Your instructions: Give back exactly the first lines of the entries below, through the line with "pub fn global_config_path()".

# # # # # # #

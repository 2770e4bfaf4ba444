pub mod types;

use crate::error::ConfigError;
use std::fs;
use std::path::{Path, PathBuf};

const CONFIG_FILE_NAME: &str = ".kube-requests.toml";

/// Get the global config file path (~/.kube-requests.toml)
pub fn global_config_path() -> Option<PathBuf> {
    dirs::home_dir().map(|h| h.join(CONFIG_FILE_NAME))
}

/// Get the local config file path (project/.kube-requests.toml)
pub fn local_config_path(project_path: &Path) -> PathBuf {
    project_path.join(CONFIG_FILE_NAME)
}

/// Load configuration from file or use defaults.
///
/// An explicit path must exist and parse. Otherwise the local config in
/// `project_path` is tried first, then the global one.
pub fn load_config(
    explicit: Option<&Path>,
    project_path: Option<&Path>,
) -> Result<types::Config, ConfigError> {
    if let Some(path) = explicit {
        return read_config(path);
    }

    let local = project_path.map(local_config_path);
    for candidate in local.into_iter().chain(global_config_path()) {
        if candidate.is_file() {
            log::debug!("Loading config from {}", candidate.display());
            return read_config(&candidate);
        }
    }

    Ok(types::Config::default())
}

fn read_config(path: &Path) -> Result<types::Config, ConfigError> {
    let content = fs::read_to_string(path).map_err(|source| ConfigError::Read {
        path: path.to_path_buf(),
        source,
    })?;
    let config: types::Config = toml::from_str(&content).map_err(|e| ConfigError::Parse {
        path: path.to_path_buf(),
        source: Box::new(e),
    })?;
    config.output.memory_scale()?;
    Ok(config)
}
//! # kube-requests
//!
//! Sums the resource requests declared by Kubernetes workload manifests with
//! exact quantity arithmetic.
//!
//! Every Deployment, Pod and Job contributes the requests of its pod
//! template's containers, multiplied by its replica count or parallelism.
//! Quantities are kept as exact fractions, so `"10m"` plus `"1"` is exactly
//! `"1010m"` and binary and decimal units mix freely.
//!
//! ## Example
//!
//! ```rust,no_run
//! use kube_requests::{Aggregator, DiscoveryConfig};
//! use std::path::Path;
//!
//! # fn main() -> Result<(), Box<dyn std::error::Error>> {
//! let result = Aggregator::new().aggregate_path(Path::new("./deploy"), &DiscoveryConfig::default())?;
//! println!("cpu: {}, memory: {}", result.total.cpu(), result.total.memory());
//! # Ok(())
//! # }
//! ```

pub mod analyzer;
pub mod cli;
pub mod config;
pub mod error;
pub mod handlers;

// Re-export commonly used types and functions
pub use analyzer::{
    AggregationResult, Aggregator, DiscoveryConfig, ManifestRecord, Quantity, ResourceMap,
};
pub use error::{RequestsError, Result};
pub use handlers::*;
use cli::Commands;

/// The current version of the CLI tool
pub const VERSION: &str = env!("CARGO_PKG_VERSION");

pub fn run_command(command: Commands, config: &config::types::Config) -> Result<()> {
    match command {
        Commands::Total {
            path,
            format,
            fail_fast,
            sequential,
            output,
        } => {
            let options = TotalOptions {
                format,
                fail_fast,
                sequential,
                output,
            };
            handlers::handle_total(&path, options, config)
        }
        Commands::Sum { quantities, factor } => handlers::handle_sum(&quantities, factor),
    }
}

# # # # # # #

Output for this exercise:
repository 2770e4bfaf4ba444
pub mod types;

use crate::error::ConfigError;
use std::fs;
use std::path::{Path, PathBuf};

const CONFIG_FILE_NAME: &str = ".kube-requests.toml";

/// Get the global config file path (~/.kube-requests.toml)
pub fn global_config_path() -> Option<PathBuf> {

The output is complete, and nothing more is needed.